Best Practices

 

Translations

  • Before you start translating subtitles for a video, we recommend you watch the video to gain a better understanding of its context, tone, and style.
  • When dealing with dialects, choose words and phrases that are most commonly understood across the language. Likewise, if a language has multiple words for the same thing, choose the word that is most commonly understood and most relevant to the video. For example, if the target language has multiple ways of saying life, choose the way that is most commonly understood across the language and conveys the most similar meaning used in the video.
  • It’s not necessary to translate each subtitle individually, word for word. Instead, use wording or phrasing that captures the overall concept of the video.
  • Localize translations. If a concept or idiom is referenced that’s not familiar in your country or language, use a different term that makes more sense. For example, if you were translating for a European audience, you would replace soccer with football.

Subtitles

Subtitle Line Length

  • Keep subtitle length to about 42 characters per line.
  • Avoid more than 2 line breaks per subtitle.

Subtitle Duration

  • Duration of subtitles should not be shorter than 1 second.
  • Duration of subtitles should not be longer than 7 seconds.

Reading Speed

  • For adults, a speed of 8–25 characters per second is recommended.
  • For children, a speed of 8–16 characters per second is recommended.

Sounds and Music

  • Describe relevant sounds to the plot.

Example: (water dripping)

  • Differentiate between spoken and sung audio, such as musical lyrics. With sung audio, add musical characters around the subtitled text.

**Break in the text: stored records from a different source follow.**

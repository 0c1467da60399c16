//! Guided interactive mode (`-i`).

use std::path::PathBuf;

use autopack_core::{
    ensure_distinct, recognize_source_type, Error as CoreError, FileKind, Interaction,
    OperationKind,
};
use tracing::debug;

use crate::config::CliConfig;
use crate::error::Result;
use crate::messages::{say, Message};
use crate::operations::{self, CompressionSource};
use crate::{accept_target, Outcome};

/// Formats offered for compression, in menu order.
const FORMAT_MENU: &[(FileKind, &str)] = &[
    (FileKind::TarGz, "tar.gz (gzip compression)"),
    (FileKind::Zip, "zip (supports password)"),
    (FileKind::SevenZip, "7z (supports password)"),
    (FileKind::Tar, "tar (no compression)"),
    (FileKind::TarBz2, "tar.bz2 (bzip2 compression)"),
    (FileKind::TarXz, "tar.xz (xz compression)"),
    (FileKind::Lz4, "lz4 (fast compression)"),
    (FileKind::Zstd, "zstd (modern compression)"),
    (FileKind::Xar, "xar (macOS archive format)"),
];

/// Walks the user through source, operation, format, target and cleanup.
///
/// # Errors
///
/// Fails like the non-interactive flow; an empty compression target is
/// [`CoreError::InvalidTarget`], and running out of input is
/// [`CoreError::InputClosed`].
pub fn run(mut config: CliConfig, io: &mut dyn Interaction) -> Result<Outcome> {
    say(io, &Message::InteractiveMode.text());

    let source = match config.sources.first() {
        Some(source) => source.clone(),
        None => {
            io.write_out(&Message::AskSourcePath.text());
            PathBuf::from(io.read_line()?)
        }
    };

    let source_kind = recognize_source_type(&source)?;
    say(
        io,
        &Message::SourceInfo.render(&[
            ("SOURCE_PATH", source.display().to_string().as_str()),
            ("TYPE", source_kind.display_name()),
        ]),
    );

    let mut operation = if matches!(source_kind, FileKind::Directory | FileKind::RegularFile) {
        OperationKind::Compress
    } else {
        OperationKind::Decompress
    };

    let change = Message::DetectedOperation.render(&[("OPERATION", operation.to_string())]);
    if io.confirm(&change)? {
        say(io, &Message::AskOperation.text());
        say(io, &Message::OperationCompress.text());
        say(io, &Message::OperationDecompress.text());
        operation = if io.choose(1, 2)? == 1 {
            OperationKind::Compress
        } else {
            OperationKind::Decompress
        };
    }

    let (kind, target) = match operation {
        OperationKind::Compress => ask_compression(&mut config, io)?,
        OperationKind::Decompress => {
            let kind = match &config.format {
                Some(format) => format.parse::<FileKind>()?,
                None => source_kind,
            };
            (kind, ask_extraction(&mut config, io)?)
        }
    };
    debug!(%operation, ?kind, target = %target.display(), "interactive choices made");

    ensure_distinct(&source, &target)?;
    let Some(target) = accept_target(&target, io)? else {
        return Ok(Outcome::Cancelled);
    };

    let source_display = source.display().to_string();
    let delete_source =
        io.confirm(&Message::AskDeleteSource.render(&[("SOURCE_PATH", &source_display)]))?;

    let stats = match operation {
        OperationKind::Compress => {
            let sources = [CompressionSource::from_arg(&source)];
            operations::compress(&sources, &target, kind, &config, io)?
        }
        OperationKind::Decompress => {
            operations::decompress(&source, &target, kind, &config, io)?;
            None
        }
    };

    if delete_source {
        say(io, &Message::DeletingSource.render(&[("SOURCE_PATH", &source_display)]));
        match operations::remove_source(&source) {
            Ok(()) => say(io, &Message::SourceDeleted.text()),
            Err(err) => {
                let reason = err.to_string();
                io.write_err(&Message::DeleteSourceFailed.render(&[
                    ("SOURCE_PATH", &source_display),
                    ("REASON", &reason),
                ]));
                io.write_err("\n");
            }
        }
    }

    Ok(Outcome::Completed(stats))
}

/// Format menu, target archive path and optional password.
fn ask_compression(
    config: &mut CliConfig,
    io: &mut dyn Interaction,
) -> Result<(FileKind, PathBuf)> {
    say(io, &Message::AskFormat.text());
    for (index, (_, label)) in FORMAT_MENU.iter().enumerate() {
        say(io, &format!("{}. {label}", index + 1));
    }
    let (kind, _) = FORMAT_MENU[io.choose(1, FORMAT_MENU.len())? - 1];

    io.write_out(&Message::AskTargetArchive.text());
    let target = io.read_line()?;
    if target.is_empty() {
        return Err(CoreError::invalid_target("", "Target path cannot be empty").into());
    }

    if kind.supports_password()
        && config.password().is_none()
        && io.confirm(&Message::AskSetPassword.text())?
    {
        config.password = Some(ask_new_password(io)?);
    }

    Ok((kind, PathBuf::from(target)))
}

/// Optional password and target directory (defaults to `.`).
fn ask_extraction(config: &mut CliConfig, io: &mut dyn Interaction) -> Result<PathBuf> {
    if config.password().is_none() && io.confirm(&Message::AskHasPassword.text())? {
        config.password = Some(io.read_secret(&Message::EnterPassword.text())?);
    }

    io.write_out(&Message::AskTargetDirectory.text());
    let target = io.read_line()?;
    Ok(if target.is_empty() {
        PathBuf::from(".")
    } else {
        PathBuf::from(target)
    })
}

/// Asks for a new password twice until both entries match.
fn ask_new_password(io: &mut dyn Interaction) -> Result<String> {
    loop {
        let first = io.read_secret(&Message::EnterPassword.text())?;
        let second = io.read_secret(&Message::ConfirmPassword.text())?;
        if first == second {
            return Ok(first);
        }
        say(io, &Message::PasswordMismatch.text());
    }
}

#[cfg(test)]
mod tests {
    use autopack_core::ScriptedInteraction;

    use super::*;

    #[test]
    fn new_password_must_be_entered_twice() {
        let mut io = ScriptedInteraction::new(["first", "typo", "again", "again"]);
        assert_eq!(ask_new_password(&mut io).unwrap(), "again");
        assert_eq!(io.output.matches("Passwords do not match").count(), 1);
        assert_eq!(io.output.matches("Confirm password: ").count(), 2);
    }

    #[test]
    fn format_menu_lists_only_creatable_kinds() {
        assert_eq!(FORMAT_MENU.len(), 9);
        assert!(FORMAT_MENU.iter().all(|(kind, _)| kind.is_archive()));
        assert!(!FORMAT_MENU.iter().any(|(kind, _)| *kind == FileKind::Rar));
    }

    #[test]
    fn empty_extraction_directory_means_current() {
        let mut config = CliConfig::default();
        let mut io = ScriptedInteraction::new(["y", "pw", ""]);
        assert_eq!(ask_extraction(&mut config, &mut io).unwrap(), PathBuf::from("."));
        assert_eq!(config.password.as_deref(), Some("pw"));
    }
}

Example: ♪ I am a child of God ♪

  • Describe music without lyrics.

Example: ♪ (prelude piano hymn) ♪ or ♪ (jazz music) ♪

Speaker Identification

  • Use parentheses () to indicate when someone is speaking offscreen.

Example:    (Michael) Wait for me!

  • If two speakers are talking in the same subtitle—during a conversation, for example—use one line per speaker and use a hyphen at the beginning of each line to indicate each speaker.

Example:    

-Have you heard about the gospel of Jesus Christ?
-Yes! I’m a Latter-day Saint too!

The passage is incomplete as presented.